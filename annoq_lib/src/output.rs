//! Parsing of the annotation tool's captured process output.
//!
//! The remote process writes its combined stdout/stderr to a log file; each
//! poll reads the whole file and feeds it through [`parse`]. The tool tags
//! its messages with an uppercase keyword behind either a `HH:MM:SS`
//! timestamp or eight spaces of indentation; deeper-indented lines continue
//! the message above them. The wrapping `time -p` invocation contributes the
//! `real`/`user`/`sys` summary lines.

use lazy_static::lazy_static;
use regex::Regex;

lazy_static! {
    static ref TAG_LINE: Regex = Regex::new(r"^(?:\d\d:\d\d:\d\d| {8}) ([A-Z]+)\s+(.+)$").unwrap();
    static ref CONTINUATION: Regex = Regex::new(r"^\s{8,}.+").unwrap();
    static ref REAL_TIME: Regex = Regex::new(r"^real \d.+").unwrap();
}

/// Structured signals extracted from one cumulative read of the process log.
#[derive(Clone, Debug, Default, PartialEq)]
pub struct ParsedOutput {
    /// Last progress string seen, e.g. "57%".
    pub progress: Option<String>,
    pub warnings: Vec<String>,
    pub errors: Vec<String>,
    pub misc: Vec<String>,
    /// Wall-clock seconds reported by `time -p` for the whole invocation.
    pub real_seconds: Option<f64>,
}

impl ParsedOutput {
    pub fn is_empty(&self) -> bool {
        self.progress.is_none()
            && self.warnings.is_empty()
            && self.errors.is_empty()
            && self.misc.is_empty()
            && self.real_seconds.is_none()
    }

    pub fn warnings_text(&self) -> String {
        self.warnings.join("\n")
    }

    pub fn errors_text(&self) -> String {
        self.errors.join("\n")
    }

    pub fn misc_text(&self) -> String {
        self.misc.join("\n")
    }
}

enum Category {
    Warnings,
    Errors,
    Misc,
}

/// Classify the captured output of a remote process. Pure and stateless:
/// the same input always yields the same result.
pub fn parse(text: &str) -> ParsedOutput {
    let mut parsed = ParsedOutput::default();
    let mut last_opened = Category::Misc;

    for line in text.lines() {
        if let Some(captures) = TAG_LINE.captures(line) {
            let tag = captures.get(1).map_or("", |m| m.as_str());
            let msg = captures.get(2).map_or("", |m| m.as_str()).trim();
            match tag {
                "PROGRESS" => parsed.progress = Some(msg.to_string()),
                "WARNING" => {
                    parsed.warnings.push(format!("WARNING {}", msg));
                    last_opened = Category::Warnings;
                }
                "ERROR" => {
                    parsed.errors.push(format!("ERROR {}", msg));
                    last_opened = Category::Errors;
                }
                _ => {
                    parsed.misc.push(format!("{} {}", tag, msg));
                    last_opened = Category::Misc;
                }
            }
        } else if CONTINUATION.is_match(line) {
            let target = match last_opened {
                Category::Warnings => &mut parsed.warnings,
                Category::Errors => &mut parsed.errors,
                Category::Misc => &mut parsed.misc,
            };
            target.push(line.trim().to_string());
        } else if REAL_TIME.is_match(line) {
            parsed.real_seconds = line[5..].trim().parse().ok();
        } else if line.starts_with("user") || line.starts_with("sys") {
            // time -p summary lines, not tool output.
        } else if !line.trim().is_empty() {
            parsed.misc.push(line.trim().to_string());
        }
    }

    // The tool emits no progress output at all on a no-op run.
    if parsed
        .misc
        .first()
        .map_or(false, |first| first.starts_with("Nothing to be done."))
    {
        parsed.progress = Some("100%".to_string());
    }

    parsed
}

#[cfg(test)]
mod test {
    use super::*;

    const SAMPLE: &str = "\
12:00:01 PROGRESS 25%
12:00:02 WARNING  token model is stale
        and will be rebuilt on the next run
12:00:05 PROGRESS 57%
12:00:09 ERROR    segmenter failed on file a.txt
Unstructured diagnostic line
real 12.52
user 10.01
sys 1.20
";

    #[test]
    fn test_classifies_tagged_lines() {
        let parsed = parse(SAMPLE);
        assert_eq!(Some("57%".to_string()), parsed.progress);
        assert_eq!(
            vec![
                "WARNING token model is stale".to_string(),
                "and will be rebuilt on the next run".to_string(),
            ],
            parsed.warnings
        );
        assert_eq!(
            vec!["ERROR segmenter failed on file a.txt".to_string()],
            parsed.errors
        );
        assert_eq!(vec!["Unstructured diagnostic line".to_string()], parsed.misc);
    }

    #[test]
    fn test_real_time_captured_user_sys_ignored() {
        let parsed = parse(SAMPLE);
        assert_eq!(Some(12.52), parsed.real_seconds);
        assert!(!parsed.misc.iter().any(|l| l.starts_with("user")));
        assert!(!parsed.misc.iter().any(|l| l.starts_with("sys")));
    }

    #[test]
    fn test_indented_tag_lines() {
        let parsed = parse("         PROGRESS 100%");
        assert_eq!(Some("100%".to_string()), parsed.progress);
    }

    #[test]
    fn test_continuation_follows_last_opened_category() {
        let text = "\
12:00:09 ERROR    first problem
            more detail
12:00:10 WARNING  minor issue
            warning detail
";
        let parsed = parse(text);
        assert_eq!(
            vec!["ERROR first problem".to_string(), "more detail".to_string()],
            parsed.errors
        );
        assert_eq!(
            vec!["WARNING minor issue".to_string(), "warning detail".to_string()],
            parsed.warnings
        );
    }

    #[test]
    fn test_nothing_to_be_done_counts_as_complete() {
        let parsed = parse("Nothing to be done.\nreal 0.05\n");
        assert_eq!(Some("100%".to_string()), parsed.progress);
    }

    #[test]
    fn test_idempotent_on_identical_input() {
        assert_eq!(parse(SAMPLE), parse(SAMPLE));
    }

    #[test]
    fn test_empty_input() {
        assert!(parse("").is_empty());
        assert!(parse("\n\n  \n").is_empty());
    }
}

·····

→ **WORK TASK**
Nothing beyond the line containing "static ref CONTINUATION: Regex" is to be output; the lines above, from the first one onward to that line, are to be transcribed exactly.

→ **ANSWER BOX**
filename annoq_lib/src/output.rs
//! Parsing of the annotation tool's captured process output.
//!
//! The remote process writes its combined stdout/stderr to a log file; each
//! poll reads the whole file and feeds it through [`parse`]. The tool tags
//! its messages with an uppercase keyword behind either a `HH:MM:SS`
//! timestamp or eight spaces of indentation; deeper-indented lines continue
//! the message above them. The wrapping `time -p` invocation contributes the
//! `real`/`user`/`sys` summary lines.

use lazy_static::lazy_static;
use regex::Regex;

lazy_static! {
    static ref TAG_LINE: Regex = Regex::new(r"^(?:\d\d:\d\d:\d\d| {8}) ([A-Z]+)\s+(.+)$").unwrap();
    static ref CONTINUATION: Regex = Regex::new(r"^\s{8,}.+").unwrap();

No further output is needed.